Test 1 - Idle With Background Processes

No matter how powerful and useful our smartphones and tablets are, they usually have to sit with the screen off to conserve energy. Even when left unused, a little bit of power is consumed every time a service spins up to download the latest weather information, sync messages with an email server, or polling for updates from Facebook and Twitter.

Even though most events involve communicating with web services, I wanted to remove the networking component and the potential variables that might come from irregular or unpredictable data. To simulate the right conditions, I wrote a simple app that wakes up every 5 minutes, runs a standard sorting algorithm on a moderately sized data set, and then logs the battery level. Each test ran for just over 24 hours. These are the results:

The differences are pretty small given the timeline, but they do favor Dalvik by a little bit. All in all, this isn’t particularly surprising, as many built-in functions that occur as a part of running background services are already heavily optimized or based in native code, which we already know isn't running quite as smoothly on ART. In a more typical environment, we would probably see both sides becoming slightly more balanced. I suspect this might start to tip the other way after the next version of Android rolls out.

From left to right: Nexus 4 (Dalvik then ART), Nexus 5 (Dalvik then ART)

Test 2 - Video Rundown

Quite a few readers specifically requested a video rundown. I don't personally think it's a good way to even compare phones because it's a bit of a biased test, but it's easy enough to do and produced a side effect that was very interesting.

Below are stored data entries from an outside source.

//! Cooperative frame recording
//!
//! Rust has no runtime API to walk another thread's stack, so instrumented code
//! records its own logical call stack. Each thread that records a frame is
//! registered in a process-wide [`ThreadRegistry`] and unregistered when it
//! exits; the sampler reads the recorded state from any thread.
//!
//! ```ignore
//! fn save(&mut self) {
//!     let _frame = freezemon::frame!("app::Editor", "save");
//!     let _wait = freezemon::capture::waiting_on("document lock");
//!     let doc = self.doc.lock().unwrap();
//!     drop(_wait);
//!     let _held = freezemon::capture::holding("document lock");
//!     // ...
//! }
//! ```
//!
//! Guards are `!Send`: a frame always belongs to the thread that entered it.

use std::collections::HashMap;
use std::marker::PhantomData;
use std::sync::atomic::{AtomicU64, Ordering};
use std::sync::{Arc, Mutex, MutexGuard, OnceLock, PoisonError};

use freezemon_common::{Frame, ThreadSnapshot};

use super::procfs::current_tid;
use crate::domain::ThreadKey;

/// Recorded state of one thread
#[derive(Debug, Default)]
struct Recorded {
    /// Outermost first (push order)
    frames: Vec<Frame>,
    waiting_on: Option<String>,
    held_locks: Vec<String>,
}

#[derive(Debug)]
struct ThreadTrack {
    key: ThreadKey,
    tid: Option<u32>,
    name: String,
    recorded: Mutex<Recorded>,
}

impl ThreadTrack {
    fn lock(&self) -> MutexGuard<'_, Recorded> {
        // A panic while holding this lock cannot leave `Recorded` inconsistent
        self.recorded.lock().unwrap_or_else(PoisonError::into_inner)
    }

    fn snapshot(&self) -> ThreadSnapshot {
        let recorded = self.lock();
        ThreadSnapshot {
            id: self.key.as_u64(),
            tid: self.tid,
            name: self.name.clone(),
            frames: recorded.frames.iter().rev().cloned().collect(),
            waiting_on: recorded.waiting_on.clone(),
            held_locks: recorded.held_locks.clone(),
            ..ThreadSnapshot::default()
        }
    }
}

/// Process-wide table of threads that recorded at least one frame
pub struct ThreadRegistry {
    next_key: AtomicU64,
    threads: Mutex<HashMap<ThreadKey, Arc<ThreadTrack>>>,
}

impl ThreadRegistry {
    fn new() -> Self {
        Self { next_key: AtomicU64::new(1), threads: Mutex::new(HashMap::new()) }
    }

    fn table(&self) -> MutexGuard<'_, HashMap<ThreadKey, Arc<ThreadTrack>>> {
        self.threads.lock().unwrap_or_else(PoisonError::into_inner)
    }

    fn register_current(&self) -> Arc<ThreadTrack> {
        let key = ThreadKey(self.next_key.fetch_add(1, Ordering::Relaxed));
        let current = std::thread::current();
        let track = Arc::new(ThreadTrack {
            key,
            tid: current_tid().map(|t| t.0),
            name: current.name().unwrap_or("<unnamed>").to_string(),
            recorded: Mutex::new(Recorded::default()),
        });
        self.table().insert(key, Arc::clone(&track));
        log::debug!("Registered thread {key} ({})", track.name);
        track
    }

    fn unregister(&self, key: ThreadKey) {
        self.table().remove(&key);
        log::debug!("Unregistered thread {key}");
    }

    /// Returns true while the thread is alive and registered
    #[must_use]
    pub fn contains(&self, key: ThreadKey) -> bool {
        self.table().contains_key(&key)
    }

    /// Snapshot one thread, `None` if it has exited
    #[must_use]
    pub fn snapshot(&self, key: ThreadKey) -> Option<ThreadSnapshot> {
        let track = self.table().get(&key).cloned()?;
        Some(track.snapshot())
    }

    /// Snapshot every registered thread, ordered by key
    #[must_use]
    pub fn snapshot_all(&self) -> Vec<ThreadSnapshot> {
        let mut tracks: Vec<Arc<ThreadTrack>> = self.table().values().cloned().collect();
        tracks.sort_by_key(|t| t.key);
        // Table lock is released before touching per-thread locks
        tracks.iter().map(|t| t.snapshot()).collect()
    }
}

static REGISTRY: OnceLock<ThreadRegistry> = OnceLock::new();

/// Get the global thread registry.
pub fn registry() -> &'static ThreadRegistry {
    REGISTRY.get_or_init(ThreadRegistry::new)
}

/// Owns the calling thread's registration; unregisters on thread exit.
struct CurrentThread(Arc<ThreadTrack>);

impl Drop for CurrentThread {
    fn drop(&mut self) {
        registry().unregister(self.0.key);
    }
}

thread_local! {
    static CURRENT: CurrentThread = CurrentThread(registry().register_current());
}

fn current_track() -> Arc<ThreadTrack> {
    CURRENT.with(|current| Arc::clone(&current.0))
}

/// Key of the calling thread, registering it on first use.
#[must_use]
pub fn current_thread_key() -> ThreadKey {
    CURRENT.with(|current| current.0.key)
}

/// Pops its frame when dropped
#[must_use = "the frame is popped as soon as the guard is dropped"]
pub struct FrameGuard {
    track: Arc<ThreadTrack>,
    depth: usize,
    _not_send: PhantomData<*const ()>,
}

impl Drop for FrameGuard {
    fn drop(&mut self) {
        // Truncating also discards frames of guards leaked with mem::forget
        self.track.lock().frames.truncate(self.depth);
    }
}

/// Push a frame onto the calling thread's recorded stack
pub fn enter_frame(frame: Frame) -> FrameGuard {
    let track = current_track();
    let depth = {
        let mut recorded = track.lock();
        recorded.frames.push(frame);
        recorded.frames.len() - 1
    };
    FrameGuard { track, depth, _not_send: PhantomData }
}

/// Push a `(class, method)` frame without source location
pub fn enter(class: impl Into<String>, method: impl Into<String>) -> FrameGuard {
    enter_frame(Frame::new(class, method))
}

/// Restores the previous wait annotation when dropped
#[must_use = "the annotation is cleared as soon as the guard is dropped"]
pub struct WaitGuard {
    track: Arc<ThreadTrack>,
    previous: Option<String>,
    _not_send: PhantomData<*const ()>,
}

impl Drop for WaitGuard {
    fn drop(&mut self) {
        self.track.lock().waiting_on = self.previous.take();
    }
}

/// Announce that the calling thread is about to wait for `lock`
pub fn waiting_on(lock: impl Into<String>) -> WaitGuard {
    let track = current_track();
    let previous = track.lock().waiting_on.replace(lock.into());
    WaitGuard { track, previous, _not_send: PhantomData }
}

/// Removes the held-lock annotation when dropped
#[must_use = "the annotation is cleared as soon as the guard is dropped"]
pub struct HoldGuard {
    track: Arc<ThreadTrack>,
    lock: String,
    _not_send: PhantomData<*const ()>,
}

impl Drop for HoldGuard {
    fn drop(&mut self) {
        let mut recorded = self.track.lock();
        if let Some(idx) = recorded.held_locks.iter().rposition(|l| *l == self.lock) {
            recorded.held_locks.remove(idx);
        }
    }
}

/// Announce that the calling thread now holds `lock`
pub fn holding(lock: impl Into<String>) -> HoldGuard {
    let track = current_track();
    let lock = lock.into();
    track.lock().held_locks.push(lock.clone());
    HoldGuard { track, lock, _not_send: PhantomData }
}

/// Record a frame for the enclosing scope, with the call site's file and line.
///
/// ```ignore
/// let _frame = freezemon::frame!("app::Editor", "save");
/// ```
#[macro_export]
macro_rules! frame {
    ($class:expr, $method:expr) => {
        $crate::capture::enter_frame($crate::Frame::new($class, $method).at(file!(), line!()))
    };
}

I chose a 720p resolution MP4 with x264 encoding and looped it for exactly 3 hours 25 minutes. Multiple players were used, but there were no discernable difference in the results, so MX Player is filling in on the screenshots.

The numbers don't differ by much, but ART on the Nexus 4 does come out slightly ahead and there's a tie on the Nexus 5. Of course, video codecs are already heavily optimized and usually built from native code, typically on hardware with built-in decoders, so there was little chance of a significant power savings here.

From left to right: Nexus 4 (Dalvik then ART), Nexus 5 (Dalvik then ART)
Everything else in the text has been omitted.